- WHAT THE EXERCISE ASKS
Take the records below from their first line to the line with "use std::sync::Mutex;", and restate those lines word for word.

[Stored items]
//! The simulated process.
//!
//! A process carries an ordered program of print steps, a program counter,
//! a lifecycle state, its memory footprint, and its current residency. The
//! program counter and state are mutated only by the worker that currently
//! owns the process; residency is mutated only by the allocator between
//! admit and release. Both sides go through atomics / a dedicated lock so
//! the registry, reporters, and the allocator's eviction scan can read them
//! at any time.

use std::sync::atomic::{AtomicBool, AtomicI32, AtomicU64, AtomicU8, AtomicUsize, Ordering};
use std::sync::Mutex;

use chrono::Local;

use crate::types::{CoreId, FrameId, Pid, Tick};

/// Lifecycle state of a process.
#[derive(Debug, Clone, Copy, PartialEq, Eq)]
pub enum ProcessState {
    /// In the ready queue (or between queue and core).
    Ready,
    /// Executing on a core.
    Running,
    /// Blocked (unused by the current policies; kept for the dump surface).
    Waiting,
    /// All steps executed.
    Finished,
}

impl ProcessState {
    fn from_u8(raw: u8) -> ProcessState {
        match raw {
            0 => ProcessState::Ready,
            1 => ProcessState::Running,
            2 => ProcessState::Waiting,
            _ => ProcessState::Finished,
        }
    }

    fn as_u8(self) -> u8 {
        match self {
            ProcessState::Ready => 0,
            ProcessState::Running => 1,
            ProcessState::Waiting => 2,
            ProcessState::Finished => 3,
        }
    }
}

/// Where a process's memory currently lives.
#[derive(Debug, Clone, PartialEq, Eq)]
pub enum Residency {
    /// Not in main memory and not on the backing store.
    NotResident,
    /// Resident in a contiguous block `[base, end)` of the flat allocator.
    Flat { base: usize, end: usize },
    /// Resident in the given frames of the paging allocator.
    Paged { frames: Vec<FrameId> },
    /// Evicted; its descriptor has been persisted to the backing store.
    OnBackingStore,
}

impl Residency {
    pub fn is_resident(&self) -> bool {
        matches!(self, Residency::Flat { .. } | Residency::Paged { .. })
    }
}

/// Serial form of a process, as persisted to the backing store.
///
/// The program body carries no persistent content, so the descriptor only
/// records its length; restore regenerates the print steps.
#[derive(Debug, Clone, PartialEq, Eq)]
pub struct ProcessDescriptor {
    pub pid: Pid,
    pub name: String,
    pub created_at: String,
    pub pc: usize,
    pub program_len: usize,
    pub mem_bytes: usize,
}

/// Sentinel for "not admitted": `admitted_at` when the process is not
/// resident.
const NEVER_ADMITTED: u64 = u64::MAX;

/// A simulated process.
#[derive(Debug)]
pub struct Process {
    pid: Pid,
    name: String,
    created_at: String,
    program: Vec<String>,
    mem_bytes: usize,
    pages: usize,

    pc: AtomicUsize,
    state: AtomicU8,
    /// 1-based core id while running, -1 while unassigned.
    core_id: AtomicI32,
    /// Clock tick at which the process last entered memory.
    admitted_at: AtomicU64,
    /// Set by a worker between picking the process and publishing RUNNING.
    /// The eviction scan treats a dispatching process as immovable.
    dispatching: AtomicBool,
    residency: Mutex<Residency>,
    /// Lines produced by executed print steps, shown by `screen -r`.
    output: Mutex<Vec<String>>,
}

impl PartialEq for Process {
    fn eq(&self, other: &Self) -> bool {
        self.pid == other.pid
    }
}

impl Process {
    /// Build a process with a program of `program_len` print steps and a
    /// footprint of `mem_bytes` (already rounded by the caller).
    pub fn new(
        pid: Pid,
        name: impl Into<String>,
        created_at: impl Into<String>,
        program_len: usize,
        mem_bytes: usize,
        frame_bytes: usize,
    ) -> Self {
        let name = name.into();
        let program = (0..program_len)
            .map(|_| format!("Hello world from {name}!"))
            .collect();
        Process {
            pid,
            created_at: created_at.into(),
            program,
            mem_bytes,
            pages: mem_bytes.div_ceil(frame_bytes),
            name,
            pc: AtomicUsize::new(0),
            state: AtomicU8::new(ProcessState::Ready.as_u8()),
            core_id: AtomicI32::new(-1),
            admitted_at: AtomicU64::new(NEVER_ADMITTED),
            dispatching: AtomicBool::new(false),
            residency: Mutex::new(Residency::NotResident),
            output: Mutex::new(Vec::new()),
        }
    }

    /// Rebuild a process from a backing-store descriptor. The program is
    /// regenerated to the recorded length and the program counter restored.
    pub fn from_descriptor(desc: &ProcessDescriptor, frame_bytes: usize) -> Self {
        let process = Process::new(
            desc.pid,
            desc.name.clone(),
            desc.created_at.clone(),
            desc.program_len,
            desc.mem_bytes,
            frame_bytes,
        );
        process.pc.store(desc.pc.min(desc.program_len), Ordering::SeqCst);
        if desc.pc >= desc.program_len {
            process.set_state(ProcessState::Finished);
        }
        process
    }

    pub fn descriptor(&self) -> ProcessDescriptor {
        ProcessDescriptor {
            pid: self.pid,
            name: self.name.clone(),
            created_at: self.created_at.clone(),
            pc: self.pc(),
            program_len: self.program.len(),
            mem_bytes: self.mem_bytes,
        }
    }

    pub fn pid(&self) -> Pid {
        self.pid
    }

    pub fn name(&self) -> &str {
        &self.name
    }

    pub fn created_at(&self) -> &str {
        &self.created_at
    }

    /// Number of print steps in the program.
    pub fn program_len(&self) -> usize {
        self.program.len()
    }

    pub fn mem_bytes(&self) -> usize {
        self.mem_bytes
    }

    /// Frames needed under the paging allocator.
    pub fn pages(&self) -> usize {
        self.pages
    }

    pub fn pc(&self) -> usize {
        self.pc.load(Ordering::SeqCst)
    }

    pub fn state(&self) -> ProcessState {
        ProcessState::from_u8(self.state.load(Ordering::SeqCst))
    }

    pub fn set_state(&self, state: ProcessState) {
        self.state.store(state.as_u8(), Ordering::SeqCst);
    }

    pub fn is_running(&self) -> bool {
        self.state() == ProcessState::Running
    }

    /// Whether every step has been executed.
    pub fn is_complete(&self) -> bool {
        self.pc() >= self.program.len()
    }

    /// Core the process is running on, if assigned.
    pub fn core(&self) -> Option<CoreId> {
        let raw = self.core_id.load(Ordering::SeqCst);
        (raw > 0).then(|| CoreId(raw as u32))
    }

    pub fn set_core(&self, core: Option<CoreId>) {
        let raw = core.map(|c| c.0 as i32).unwrap_or(-1);
        self.core_id.store(raw, Ordering::SeqCst);
    }

    /// Tick at which the process last entered memory, if resident.
    pub fn admitted_at(&self) -> Option<Tick> {
        let raw = self.admitted_at.load(Ordering::SeqCst);
        (raw != NEVER_ADMITTED).then_some(raw)
    }

    pub fn set_admitted_at(&self, tick: Option<Tick>) {
        self.admitted_at
            .store(tick.unwrap_or(NEVER_ADMITTED), Ordering::SeqCst);
    }

    pub fn set_dispatching(&self, dispatching: bool) {
        self.dispatching.store(dispatching, Ordering::SeqCst);
    }

    /// Whether a worker is between picking this process and publishing
    /// RUNNING for it.
    pub fn is_dispatching(&self) -> bool {
        self.dispatching.load(Ordering::SeqCst)
    }

    pub fn residency(&self) -> Residency {
        self.residency.lock().unwrap().clone()
    }

    pub fn set_residency(&self, residency: Residency) {
        *self.residency.lock().unwrap() = residency;
    }

    pub fn is_resident(&self) -> bool {
        self.residency.lock().unwrap().is_resident()
    }

    /// Execute the current print step on `core`: emit its output line and
    /// advance the program counter. No-op once the program is complete.
    pub fn execute_step(&self, core: CoreId) {
        let pc = self.pc.load(Ordering::SeqCst);
        let Some(message) = self.program.get(pc) else {
            return;
        };
        let stamp = Local::now().format("(%m/%d/%Y %I:%M:%S%.3f%p)");
        self.output
            .lock()
            .unwrap()
            .push(format!("{stamp} Core:{core} \"{message}\""));
        self.pc.store(pc + 1, Ordering::SeqCst);
    }

    /// Copy of the output lines produced so far.
    pub fn output(&self) -> Vec<String> {
        self.output.lock().unwrap().clone()
    }
}

#[cfg(test)]
mod tests {
    use super::*;

    #[test]
    fn test_new_process_is_ready_and_not_resident() {
        let p = Process::new(Pid(1), "p01", "01/01/2026, 09:00:00 AM", 3, 512, 256);
        assert_eq!(p.state(), ProcessState::Ready);
        assert_eq!(p.residency(), Residency::NotResident);
        assert_eq!(p.pc(), 0);
        assert_eq!(p.core(), None);
        assert_eq!(p.admitted_at(), None);
        assert_eq!(p.pages(), 2);
    }

    #[test]
    fn test_pages_round_up() {
        let p = Process::new(Pid(1), "p", "t", 1, 257, 256);
        assert_eq!(p.pages(), 2);
        let q = Process::new(Pid(2), "q", "t", 1, 256, 256);
        assert_eq!(q.pages(), 1);
    }

    #[test]
    fn test_execute_step_advances_and_logs() {
        let p = Process::new(Pid(7), "worker", "t", 2, 64, 64);
        p.execute_step(CoreId(3));
        assert_eq!(p.pc(), 1);
        assert!(!p.is_complete());
        p.execute_step(CoreId(3));
        assert_eq!(p.pc(), 2);
        assert!(p.is_complete());
        // A completed program is not advanced further.
        p.execute_step(CoreId(3));
        assert_eq!(p.pc(), 2);

        let output = p.output();
        assert_eq!(output.len(), 2);
        assert!(output[0].contains("Core:3"));
        assert!(output[0].contains("\"Hello world from worker!\""));
    }

    #[test]
    fn test_descriptor_round_trip() {
        let p = Process::new(Pid(9), "p09", "01/02/2026, 10:00:00 PM", 5, 1024, 256);
        p.execute_step(CoreId(1));
        p.execute_step(CoreId(1));

        let desc = p.descriptor();
        assert_eq!(desc.pc, 2);
        assert_eq!(desc.program_len, 5);

        let restored = Process::from_descriptor(&desc, 256);
        assert_eq!(restored.pid(), Pid(9));
        assert_eq!(restored.name(), "p09");
        assert_eq!(restored.pc(), 2);
        assert_eq!(restored.program_len(), 5);
        assert_eq!(restored.mem_bytes(), 1024);
        assert_eq!(restored.state(), ProcessState::Ready);
    }

    #[test]
    fn test_restored_finished_process_stays_finished() {
        let desc = ProcessDescriptor {
            pid: Pid(3),
            name: "done".into(),
            created_at: "t".into(),
            pc: 4,
            program_len: 4,
            mem_bytes: 64,
        };
        let restored = Process::from_descriptor(&desc, 64);
        assert_eq!(restored.state(), ProcessState::Finished);
        assert!(restored.is_complete());
    }
}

- RESPONSE FOR THIS EXERCISE
//! The simulated process.
//!
//! A process carries an ordered program of print steps, a program counter,
//! a lifecycle state, its memory footprint, and its current residency. The
//! program counter and state are mutated only by the worker that currently
//! owns the process; residency is mutated only by the allocator between
//! admit and release. Both sides go through atomics / a dedicated lock so
//! the registry, reporters, and the allocator's eviction scan can read them
//! at any time.

use std::sync::atomic::{AtomicBool, AtomicI32, AtomicU64, AtomicU8, AtomicUsize, Ordering};
use std::sync::Mutex;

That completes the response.